State v. Whitaker
Citation | 89 N.C. 472 |
Court | North Carolina Supreme Court |
Decision Date | 31 October 1883 |
Parties | STATE v. LEANDER WHITAKER. |
OPINION TEXT STARTS HERE
INDICTMENT for larceny tried at Spring Term, 1883, of HALIFAX Superior Court, before Philips, J.
The indictment contained two counts--one for stealing a quantity of cotton, the property of James H. Parker, and the other for feloniously receiving the cotton, knowing it to have been stolen. Upon the trial in the inferior court of Halifax, before Thos. N. Hill and associate justices, in which the prosecution commenced, the defendant pleaded “not guilty,” and the jury returned for their verdict that the defendant “is guilty of receiving stolen cotton.” On motion of the defendant, judgment was arrested, and the state appealed to the superior court, where the judgment of the inferior court was affirmed, and the state appealed to this court.
Attorney-General, for the State .
Mr. J. E. O'Hara, for the defendant .
The record does not disclose upon what ground the judgment was arrested, but we presume it was because it was considered that the verdict of the jury was insensible, or not responsive to the issue presented for their consideration.

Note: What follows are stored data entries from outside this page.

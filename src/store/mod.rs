//! Record store: one row per successful submission, rating updated later.
//!
//! Higher layers depend on the [`RecordStore`] trait; [`SqliteRecordStore`]
//! is the production backend.
//!
//! Row layout:
//!
//! ```text
//! ID | SUB_ID | INPUT | <one column per pipeline stage> | RATING
//! ```
//!
//! Values are always bound as statement parameters.  Table and column
//! names cannot be bound, so they are checked with [`validate_identifier`]
//! before they reach a statement.

pub mod error;
pub mod record;
pub mod sqlite;

use async_trait::async_trait;

pub use error::StoreError;
pub use record::{OutputField, Rating, Record, RecordKey, Vote};
pub use sqlite::SqliteRecordStore;

/// Columns every record table has, besides the per-stage output columns.
pub const RESERVED_COLUMNS: [&str; 4] = ["ID", "SUB_ID", "INPUT", "RATING"];

// ---------------------------------------------------------------------------
// RecordStore trait
// ---------------------------------------------------------------------------

/// Abstraction over a record table backend.
///
/// Implementations must be safe to call concurrently from independent
/// sessions; rows are keyed by a unique `(id, sub_id)` pair so no
/// cross-session locking is needed.
#[async_trait]
pub trait RecordStore: Send + Sync {
    /// Insert `record` as a new row with `RATING = 0`.  Either the whole
    /// row is written or nothing is.
    async fn append(&self, record: &Record) -> Result<(), StoreError>;

    /// Set `RATING` on the row matching both ids.
    ///
    /// Returns [`StoreError::NotFound`] when no row matches.
    async fn update_rating(&self, key: &RecordKey, vote: Vote) -> Result<(), StoreError>;

    /// Read a row back.
    async fn get(&self, key: &RecordKey) -> Result<Option<Record>, StoreError>;
}

// Compile-time assertion: Box<dyn RecordStore> must be constructible.
const _: fn() = || {
    fn _assert_object_safe(_: Box<dyn RecordStore>) {}
};

/// Accept `[A-Za-z_][A-Za-z0-9_]*`, at most 128 characters.
pub fn validate_identifier(name: &str) -> Result<(), StoreError> {
    let mut chars = name.chars();
    let valid_start = chars
        .next()
        .is_some_and(|c| c.is_ascii_alphabetic() || c == '_');
    let valid_rest = chars.all(|c| c.is_ascii_alphanumeric() || c == '_');

    if valid_start && valid_rest && name.len() <= 128 {
        Ok(())
    } else {
        Err(StoreError::InvalidIdentifier(name.to_string()))
    }
}

// ---------------------------------------------------------------------------
// MemoryRecordStore (test double)
// ---------------------------------------------------------------------------

/// In-memory store that counts calls and can be told to fail.
#[cfg(test)]
pub struct MemoryRecordStore {
    rows: std::sync::Mutex<std::collections::HashMap<RecordKey, Record>>,
    appends: std::sync::atomic::AtomicUsize,
    updates: std::sync::atomic::AtomicUsize,
    fail_with: std::sync::Mutex<Option<StoreError>>,
}

#[cfg(test)]
impl MemoryRecordStore {
    pub fn new() -> Self {
        Self {
            rows: Default::default(),
            appends: Default::default(),
            updates: Default::default(),
            fail_with: std::sync::Mutex::new(None),
        }
    }

    /// Make every following call fail with `err` (`None` to recover).
    pub fn set_failure(&self, err: Option<StoreError>) {
        *self.fail_with.lock().unwrap() = err;
    }

    pub fn append_calls(&self) -> usize {
        self.appends.load(std::sync::atomic::Ordering::SeqCst)
    }

    pub fn update_calls(&self) -> usize {
        self.updates.load(std::sync::atomic::Ordering::SeqCst)
    }

    pub fn rows(&self) -> Vec<Record> {
        self.rows.lock().unwrap().values().cloned().collect()
    }

    fn check_failure(&self) -> Result<(), StoreError> {
        match self.fail_with.lock().unwrap().clone() {
            Some(err) => Err(err),
            None => Ok(()),
        }
    }
}

#[cfg(test)]
#[async_trait]
impl RecordStore for MemoryRecordStore {
    async fn append(&self, record: &Record) -> Result<(), StoreError> {
        self.appends.fetch_add(1, std::sync::atomic::Ordering::SeqCst);
        self.check_failure()?;

        let mut rows = self.rows.lock().unwrap();
        if rows.contains_key(&record.key) {
            return Err(StoreError::Write("duplicate key".into()));
        }
        let mut row = record.clone();
        row.rating = Rating::Unrated;
        rows.insert(record.key.clone(), row);
        Ok(())
    }

    async fn update_rating(&self, key: &RecordKey, vote: Vote) -> Result<(), StoreError> {
        self.updates.fetch_add(1, std::sync::atomic::Ordering::SeqCst);
        self.check_failure()?;

        match self.rows.lock().unwrap().get_mut(key) {
            Some(row) => {
                row.rating = vote.into();
                Ok(())
            }
            None => Err(StoreError::NotFound {
                id: key.id.clone(),
                sub_id: key.sub_id.clone(),
            }),
        }
    }

    async fn get(&self, key: &RecordKey) -> Result<Option<Record>, StoreError> {
        Ok(self.rows.lock().unwrap().get(key).cloned())
    }
}

// ---------------------------------------------------------------------------
// Tests
// ---------------------------------------------------------------------------

#[cfg(test)]
mod tests {
    use super::*;

    #[test]
    fn accepts_plain_identifiers() {
        for name in ["RECORDS", "summary_records", "_t1", "T"] {
            assert!(validate_identifier(name).is_ok(), "{name}");
        }
    }

    #[test]
    fn rejects_anything_else() {
        let long = "a".repeat(129);
        for name in ["", "1abc", "a b", "a;b", "a.b", "a\"b", "名前", long.as_str()] {
            assert!(
                matches!(validate_identifier(name), Err(StoreError::InvalidIdentifier(_))),
                "{name}"
            );
        }
    }
}
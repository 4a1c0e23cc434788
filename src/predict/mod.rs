//! Prediction API client for the hosted summarize / translate deployments.
//!
//! This module provides:
//! * [`Predictor`]: async trait implemented by every prediction backend.
//! * [`DataRobotClient`]: unstructured-prediction REST client.
//! * [`HttpTransport`] / [`ReqwestTransport`]: the HTTP seam under the client.
//! * [`ParsedPrediction`]: the decoded JSON response.
//! * [`PredictionError`]: error variants for prediction calls.
//!
//! # Quick start
//!
//! ```rust,no_run
//! use summary_feedback::config::PredictionConfig;
//! use summary_feedback::predict::{DataRobotClient, Predictor};
//!
//! #[tokio::main]
//! async fn main() {
//!     let client = DataRobotClient::from_config(&PredictionConfig::default());
//!
//!     let parsed = client
//!         .predict("Hello world.", "summarize-deployment")
//!         .await
//!         .unwrap();
//!
//!     println!("{}", parsed.joined_text("summary_text").unwrap());
//! }
//! ```

pub mod client;
pub mod response;
pub mod transport;

// ---------------------------------------------------------------------------
// Public re-exports
// ---------------------------------------------------------------------------

pub use client::{DataRobotClient, PredictionError, Predictor, MAX_PREDICTION_BYTES};
pub use response::ParsedPrediction;
pub use transport::{HttpTransport, RawResponse, ReqwestTransport, TransportRequest};

// test-only re-export so the pipeline and session tests can script
// responses without a transport.
#[cfg(test)]
pub use client::ScriptedPredictor;
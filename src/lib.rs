pub mod app;
pub mod config;
pub mod pipeline;
pub mod predict;
pub mod session;
pub mod store;
//! CSV download payload.
//!
//! One column for the input and one per stage; row `i` holds line `i` of
//! each text.  Shorter columns are padded with empty cells.

use std::borrow::Cow;

use crate::pipeline::StageOutput;

/// Build the UTF-8 CSV offered for download.
pub fn build_csv(input_text: &str, outputs: &[StageOutput]) -> Vec<u8> {
    let mut header = vec!["input"];
    header.extend(outputs.iter().map(|s| s.name.as_str()));

    let mut columns: Vec<Vec<&str>> = vec![input_text.split('\n').collect()];
    columns.extend(outputs.iter().map(|s| s.text.split('\n').collect()));

    let n_rows = columns.iter().map(Vec::len).max().unwrap_or(0);

    let mut csv = String::new();
    push_row(&mut csv, header.iter().copied());
    for row in 0..n_rows {
        push_row(
            &mut csv,
            columns.iter().map(|col| col.get(row).copied().unwrap_or("")),
        );
    }

    csv.into_bytes()
}

fn push_row<'a>(out: &mut String, fields: impl Iterator<Item = &'a str>) {
    let fields: Vec<Cow<'a, str>> = fields.map(escape_field).collect();
    out.push_str(&fields.join(","));
    out.push('\n');
}

fn escape_field(field: &str) -> Cow<'_, str> {
    if field.contains([',', '"', '\n', '\r']) {
        Cow::Owned(format!("\"{}\"", field.replace('"', "\"\"")))
    } else {
        Cow::Borrowed(field)
    }
}
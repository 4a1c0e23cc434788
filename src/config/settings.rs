//! Application settings structs, defaults and TOML persistence.
//!
//! All structs implement `Serialize`, `Deserialize`, `Default` and `Clone`
//! so they can be round-tripped through TOML files and shared across tasks.

use std::collections::HashSet;
use std::path::PathBuf;

use anyhow::{bail, Result};
use serde::{Deserialize, Serialize};

use super::AppPaths;
use crate::pipeline::Stage;
use crate::store::{validate_identifier, RESERVED_COLUMNS};

// ---------------------------------------------------------------------------
// PredictionConfig
// ---------------------------------------------------------------------------

/// Connection details for the hosted prediction API.
#[derive(Debug, Clone, Serialize, Deserialize)]
pub struct PredictionConfig {
    /// Prediction server host name, without scheme (e.g. `"example.orm.datarobot.com"`).
    pub host: String,
    /// Bearer token sent in the `Authorization` header.
    pub api_key: String,
    /// Secondary key sent in the `DataRobot-Key` header.
    pub datarobot_key: String,
    /// Maximum seconds to wait for one prediction before timing out.
    pub timeout_secs: u64,
}

impl Default for PredictionConfig {
    fn default() -> Self {
        Self {
            host: String::new(),
            api_key: String::new(),
            datarobot_key: String::new(),
            timeout_secs: 120,
        }
    }
}

// ---------------------------------------------------------------------------
// PipelineConfig
// ---------------------------------------------------------------------------

/// Ordered list of prediction stages run for every submission.
#[derive(Debug, Clone, Serialize, Deserialize)]
pub struct PipelineConfig {
    pub stages: Vec<Stage>,
}

impl Default for PipelineConfig {
    /// Summarize, then translate the summary.
    fn default() -> Self {
        Self {
            stages: vec![Stage::summarize(""), Stage::translate("")],
        }
    }
}

// ---------------------------------------------------------------------------
// StoreConfig
// ---------------------------------------------------------------------------

/// Record store location.
#[derive(Debug, Clone, Serialize, Deserialize)]
pub struct StoreConfig {
    /// SQLite file path.  `None` means `records.sqlite` in the data dir.
    pub database_path: Option<PathBuf>,
    /// Table receiving one row per submission.
    pub table: String,
}

impl Default for StoreConfig {
    fn default() -> Self {
        Self {
            database_path: None,
            table: "SUMMARY_RECORDS".into(),
        }
    }
}

impl StoreConfig {
    /// Configured database path, or the platform default.
    pub fn resolved_path(&self) -> PathBuf {
        self.database_path
            .clone()
            .unwrap_or_else(|| AppPaths::new().database_file)
    }
}

// ---------------------------------------------------------------------------
// UiConfig
// ---------------------------------------------------------------------------

/// Window settings.
#[derive(Debug, Clone, Serialize, Deserialize)]
pub struct UiConfig {
    /// Initial inner window size `(width, height)` in points.
    pub window_size: (f32, f32),
    /// File name used when saving the CSV download.
    pub download_file_name: String,
}

impl Default for UiConfig {
    fn default() -> Self {
        Self {
            window_size: (640.0, 560.0),
            download_file_name: "result.csv".into(),
        }
    }
}

// ---------------------------------------------------------------------------
// AppConfig  (top-level)
// ---------------------------------------------------------------------------

/// Top-level application configuration, serialised as `settings.toml`.
///
/// # Persistence
///
/// ```rust,no_run
/// use summary_feedback::config::AppConfig;
///
/// // Load (returns Default when file is missing)
/// let config = AppConfig::load().unwrap();
/// config.validate().unwrap();
/// ```
#[derive(Debug, Clone, Default, Serialize, Deserialize)]
pub struct AppConfig {
    /// Prediction API credentials and host.
    pub prediction: PredictionConfig,
    /// Stages run for each submission.
    pub pipeline: PipelineConfig,
    /// Record store settings.
    pub store: StoreConfig,
    /// Window settings.
    pub ui: UiConfig,
}

impl AppConfig {
    /// Load configuration from the platform-appropriate `settings.toml`.
    ///
    /// Returns `Ok(AppConfig::default())` when the file does not exist yet
    /// so callers never need to special-case a missing file.
    pub fn load() -> Result<Self> {
        Self::load_from(&AppPaths::new().settings_file)
    }

    /// Load from an explicit path (useful for tests).
    pub fn load_from(path: &std::path::Path) -> Result<Self> {
        if !path.exists() {
            return Ok(Self::default());
        }
        let content = std::fs::read_to_string(path)?;
        let config: Self = toml::from_str(&content)?;
        Ok(config)
    }

    /// Save configuration to the platform-appropriate `settings.toml`,
    /// creating parent directories as needed.
    pub fn save(&self) -> Result<()> {
        self.save_to(&AppPaths::new().settings_file)
    }

    /// Save to an explicit path (useful for tests).
    pub fn save_to(&self, path: &std::path::Path) -> Result<()> {
        if let Some(parent) = path.parent() {
            std::fs::create_dir_all(parent)?;
        }
        let content = toml::to_string_pretty(self)?;
        std::fs::write(path, content)?;
        Ok(())
    }

    /// Reject configurations the workflow cannot run with.
    pub fn validate(&self) -> Result<()> {
        let p = &self.prediction;
        if p.host.trim().is_empty() {
            bail!("prediction.host is not set");
        }
        if p.api_key.is_empty() || p.datarobot_key.is_empty() {
            bail!("prediction.api_key and prediction.datarobot_key must both be set");
        }

        validate_identifier(&self.store.table)?;

        if self.pipeline.stages.is_empty() {
            bail!("pipeline.stages must contain at least one stage");
        }

        let mut names = HashSet::new();
        let mut columns = HashSet::new();
        for stage in &self.pipeline.stages {
            if stage.deployment_id.trim().is_empty() {
                bail!("stage `{}` has no deployment_id", stage.name);
            }
            validate_identifier(&stage.column)?;

            let column = stage.column.to_ascii_uppercase();
            if RESERVED_COLUMNS.contains(&column.as_str()) {
                bail!("stage `{}` uses reserved column {}", stage.name, stage.column);
            }
            if !columns.insert(column) {
                bail!("column {} is used by more than one stage", stage.column);
            }
            if !names.insert(stage.name.as_str()) {
                bail!("stage name `{}` is used more than once", stage.name);
            }
        }

        Ok(())
    }
}

// ---------------------------------------------------------------------------
// Tests
// ---------------------------------------------------------------------------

The charge was that the defendant received the cotton of one James H. Parker, knowing it to have been stolen, and the jury find “he is guilty of receiving stolen cotton.” The finding is very informal and uncertain, and not responsive to the indictment. What cotton do they find was received? To whom did it belong? Did the defendant, at the time of receiving it, know that it had been stolen? According to the verdict, the cotton received may have belonged to any other person than him who is alleged in the indictment to be the owner; or, the defendant may have received the cotton without any knowledge, at the time of receiving it, that it had been stolen. To constitute the offence charged in the second count of the indictment, the goods must be shown to be the property of the person alleged to be the owner. They must have been stolen before their receiption by the defendant, and he must have a knowledge of that fact at the time of receiving. But this verdict, in its general terms, cannot be construed to have found any of these essential facts, save that of receiving some stolen cotton. It is not sufficiently responsive to the issue; and whenever a verdict is imperfect, informal, insensible, or one that is not responsive to the indictment, the jury may be directed to reconsider it with proper instructions as to the form in which it should be rendered. 1 Arch. Cr. Prac. & Pl., 176, note 4; State v. Arrington, 3 Mur., 571.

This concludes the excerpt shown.